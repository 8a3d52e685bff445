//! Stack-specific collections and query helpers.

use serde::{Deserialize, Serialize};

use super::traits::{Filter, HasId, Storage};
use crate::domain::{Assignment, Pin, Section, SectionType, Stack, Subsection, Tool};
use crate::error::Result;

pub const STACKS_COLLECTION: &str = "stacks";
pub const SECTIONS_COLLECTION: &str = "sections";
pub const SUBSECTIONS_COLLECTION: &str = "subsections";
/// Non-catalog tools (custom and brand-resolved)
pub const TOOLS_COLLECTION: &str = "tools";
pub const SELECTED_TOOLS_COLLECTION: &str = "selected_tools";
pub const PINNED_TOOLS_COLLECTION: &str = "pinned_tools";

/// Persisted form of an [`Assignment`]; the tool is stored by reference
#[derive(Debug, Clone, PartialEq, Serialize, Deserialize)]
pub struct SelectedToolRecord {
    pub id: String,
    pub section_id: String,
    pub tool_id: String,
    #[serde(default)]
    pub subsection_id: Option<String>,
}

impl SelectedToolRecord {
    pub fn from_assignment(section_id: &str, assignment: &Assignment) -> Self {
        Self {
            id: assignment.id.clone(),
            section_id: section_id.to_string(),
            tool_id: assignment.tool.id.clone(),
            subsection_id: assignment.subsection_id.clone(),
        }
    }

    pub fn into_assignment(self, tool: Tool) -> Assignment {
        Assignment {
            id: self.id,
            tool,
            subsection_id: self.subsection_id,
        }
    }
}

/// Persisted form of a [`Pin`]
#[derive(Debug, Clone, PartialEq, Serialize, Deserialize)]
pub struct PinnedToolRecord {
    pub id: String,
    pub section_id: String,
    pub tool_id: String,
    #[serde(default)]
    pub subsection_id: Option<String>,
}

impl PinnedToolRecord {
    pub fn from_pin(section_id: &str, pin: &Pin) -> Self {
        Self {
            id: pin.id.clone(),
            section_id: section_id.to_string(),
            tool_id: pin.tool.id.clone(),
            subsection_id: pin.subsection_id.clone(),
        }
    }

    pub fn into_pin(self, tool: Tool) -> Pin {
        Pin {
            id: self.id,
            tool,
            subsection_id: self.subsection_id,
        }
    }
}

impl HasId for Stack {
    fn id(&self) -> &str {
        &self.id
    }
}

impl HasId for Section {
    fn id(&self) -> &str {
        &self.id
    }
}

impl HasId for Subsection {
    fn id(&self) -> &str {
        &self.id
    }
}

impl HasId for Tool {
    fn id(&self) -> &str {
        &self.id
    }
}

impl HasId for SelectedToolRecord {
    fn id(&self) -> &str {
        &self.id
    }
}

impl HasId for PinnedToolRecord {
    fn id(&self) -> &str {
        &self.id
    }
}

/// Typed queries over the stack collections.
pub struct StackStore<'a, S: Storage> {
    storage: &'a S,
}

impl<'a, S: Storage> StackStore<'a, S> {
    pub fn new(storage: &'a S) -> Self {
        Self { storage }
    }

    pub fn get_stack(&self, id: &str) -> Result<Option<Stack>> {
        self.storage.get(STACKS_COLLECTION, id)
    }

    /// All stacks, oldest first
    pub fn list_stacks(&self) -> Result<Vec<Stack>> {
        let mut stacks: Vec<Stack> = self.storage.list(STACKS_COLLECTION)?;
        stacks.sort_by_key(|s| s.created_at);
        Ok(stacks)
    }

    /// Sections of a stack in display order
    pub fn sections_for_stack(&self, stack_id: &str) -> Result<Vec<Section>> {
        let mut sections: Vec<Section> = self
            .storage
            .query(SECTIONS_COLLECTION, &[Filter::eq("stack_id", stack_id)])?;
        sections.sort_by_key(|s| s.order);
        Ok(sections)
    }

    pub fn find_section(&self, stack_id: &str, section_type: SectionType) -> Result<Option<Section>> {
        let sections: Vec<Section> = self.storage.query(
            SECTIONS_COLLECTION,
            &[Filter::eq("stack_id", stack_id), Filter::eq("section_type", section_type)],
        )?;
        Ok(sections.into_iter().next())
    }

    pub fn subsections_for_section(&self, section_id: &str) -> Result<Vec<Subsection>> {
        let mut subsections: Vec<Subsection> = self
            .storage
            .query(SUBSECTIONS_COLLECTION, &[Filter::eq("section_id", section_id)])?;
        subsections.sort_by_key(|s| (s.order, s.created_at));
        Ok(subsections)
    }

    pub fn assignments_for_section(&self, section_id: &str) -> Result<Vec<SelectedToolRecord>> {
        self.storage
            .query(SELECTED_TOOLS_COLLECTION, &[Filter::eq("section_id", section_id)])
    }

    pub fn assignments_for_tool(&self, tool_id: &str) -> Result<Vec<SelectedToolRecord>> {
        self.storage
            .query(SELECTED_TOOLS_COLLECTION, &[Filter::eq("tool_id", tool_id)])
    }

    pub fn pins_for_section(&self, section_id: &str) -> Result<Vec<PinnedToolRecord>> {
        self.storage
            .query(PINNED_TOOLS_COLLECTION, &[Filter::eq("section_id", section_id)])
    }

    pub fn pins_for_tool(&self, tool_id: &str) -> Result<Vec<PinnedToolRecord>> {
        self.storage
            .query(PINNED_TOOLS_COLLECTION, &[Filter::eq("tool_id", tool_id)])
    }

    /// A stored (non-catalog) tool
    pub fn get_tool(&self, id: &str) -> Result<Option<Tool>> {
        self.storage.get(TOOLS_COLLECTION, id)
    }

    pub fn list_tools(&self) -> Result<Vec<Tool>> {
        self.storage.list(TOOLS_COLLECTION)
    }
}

------------------------------------------------------------

## REQUIRED ACTION:
An exact, complete copy of the records is the expected answer.

## REPLY TO THE EXERCISE:
repository 8a3d52e685bff445
//! Stack-specific collections and query helpers.

use serde::{Deserialize, Serialize};

use super::traits::{Filter, HasId, Storage};
use crate::domain::{Assignment, Pin, Section, SectionType, Stack, Subsection, Tool};
use crate::error::Result;

pub const STACKS_COLLECTION: &str = "stacks";
pub const SECTIONS_COLLECTION: &str = "sections";
pub const SUBSECTIONS_COLLECTION: &str = "subsections";
/// Non-catalog tools (custom and brand-resolved)
pub const TOOLS_COLLECTION: &str = "tools";
pub const SELECTED_TOOLS_COLLECTION: &str = "selected_tools";
pub const PINNED_TOOLS_COLLECTION: &str = "pinned_tools";

/// Persisted form of an [`Assignment`]; the tool is stored by reference
#[derive(Debug, Clone, PartialEq, Serialize, Deserialize)]
pub struct SelectedToolRecord {
    pub id: String,
    pub section_id: String,
    pub tool_id: String,
    #[serde(default)]
    pub subsection_id: Option<String>,
}

impl SelectedToolRecord {
    pub fn from_assignment(section_id: &str, assignment: &Assignment) -> Self {
        Self {
            id: assignment.id.clone(),
            section_id: section_id.to_string(),
            tool_id: assignment.tool.id.clone(),
            subsection_id: assignment.subsection_id.clone(),
        }
    }

    pub fn into_assignment(self, tool: Tool) -> Assignment {
        Assignment {
            id: self.id,
            tool,
            subsection_id: self.subsection_id,
        }
    }
}

/// Persisted form of a [`Pin`]
#[derive(Debug, Clone, PartialEq, Serialize, Deserialize)]
pub struct PinnedToolRecord {
    pub id: String,
    pub section_id: String,
    pub tool_id: String,
    #[serde(default)]
    pub subsection_id: Option<String>,
}

impl PinnedToolRecord {
    pub fn from_pin(section_id: &str, pin: &Pin) -> Self {
        Self {
            id: pin.id.clone(),
            section_id: section_id.to_string(),
            tool_id: pin.tool.id.clone(),
            subsection_id: pin.subsection_id.clone(),
        }
    }

    pub fn into_pin(self, tool: Tool) -> Pin {
        Pin {
            id: self.id,
            tool,
            subsection_id: self.subsection_id,
        }
    }
}

impl HasId for Stack {
    fn id(&self) -> &str {
        &self.id
    }
}

impl HasId for Section {
    fn id(&self) -> &str {
        &self.id
    }
}

impl HasId for Subsection {
    fn id(&self) -> &str {
        &self.id
    }
}

impl HasId for Tool {
    fn id(&self) -> &str {
        &self.id
    }
}

impl HasId for SelectedToolRecord {
    fn id(&self) -> &str {
        &self.id
    }
}

impl HasId for PinnedToolRecord {
    fn id(&self) -> &str {
        &self.id
    }
}

/// Typed queries over the stack collections.
pub struct StackStore<'a, S: Storage> {
    storage: &'a S,
}

impl<'a, S: Storage> StackStore<'a, S> {
    pub fn new(storage: &'a S) -> Self {
        Self { storage }
    }

    pub fn get_stack(&self, id: &str) -> Result<Option<Stack>> {
        self.storage.get(STACKS_COLLECTION, id)
    }

    /// All stacks, oldest first
    pub fn list_stacks(&self) -> Result<Vec<Stack>> {
        let mut stacks: Vec<Stack> = self.storage.list(STACKS_COLLECTION)?;
        stacks.sort_by_key(|s| s.created_at);
        Ok(stacks)
    }

    /// Sections of a stack in display order
    pub fn sections_for_stack(&self, stack_id: &str) -> Result<Vec<Section>> {
        let mut sections: Vec<Section> = self
            .storage
            .query(SECTIONS_COLLECTION, &[Filter::eq("stack_id", stack_id)])?;
        sections.sort_by_key(|s| s.order);
        Ok(sections)
    }

    pub fn find_section(&self, stack_id: &str, section_type: SectionType) -> Result<Option<Section>> {
        let sections: Vec<Section> = self.storage.query(
            SECTIONS_COLLECTION,
            &[Filter::eq("stack_id", stack_id), Filter::eq("section_type", section_type)],
        )?;
        Ok(sections.into_iter().next())
    }

    pub fn subsections_for_section(&self, section_id: &str) -> Result<Vec<Subsection>> {
        let mut subsections: Vec<Subsection> = self
            .storage
            .query(SUBSECTIONS_COLLECTION, &[Filter::eq("section_id", section_id)])?;
        subsections.sort_by_key(|s| (s.order, s.created_at));
        Ok(subsections)
    }

    pub fn assignments_for_section(&self, section_id: &str) -> Result<Vec<SelectedToolRecord>> {
        self.storage
            .query(SELECTED_TOOLS_COLLECTION, &[Filter::eq("section_id", section_id)])
    }

    pub fn assignments_for_tool(&self, tool_id: &str) -> Result<Vec<SelectedToolRecord>> {
        self.storage
            .query(SELECTED_TOOLS_COLLECTION, &[Filter::eq("tool_id", tool_id)])
    }

    pub fn pins_for_section(&self, section_id: &str) -> Result<Vec<PinnedToolRecord>> {
        self.storage
            .query(PINNED_TOOLS_COLLECTION, &[Filter::eq("section_id", section_id)])
    }

    pub fn pins_for_tool(&self, tool_id: &str) -> Result<Vec<PinnedToolRecord>> {
        self.storage
            .query(PINNED_TOOLS_COLLECTION, &[Filter::eq("tool_id", tool_id)])
    }

    /// A stored (non-catalog) tool
    pub fn get_tool(&self, id: &str) -> Result<Option<Tool>> {
        self.storage.get(TOOLS_COLLECTION, id)
    }

    pub fn list_tools(&self) -> Result<Vec<Tool>> {
        self.storage.list(TOOLS_COLLECTION)
    }
}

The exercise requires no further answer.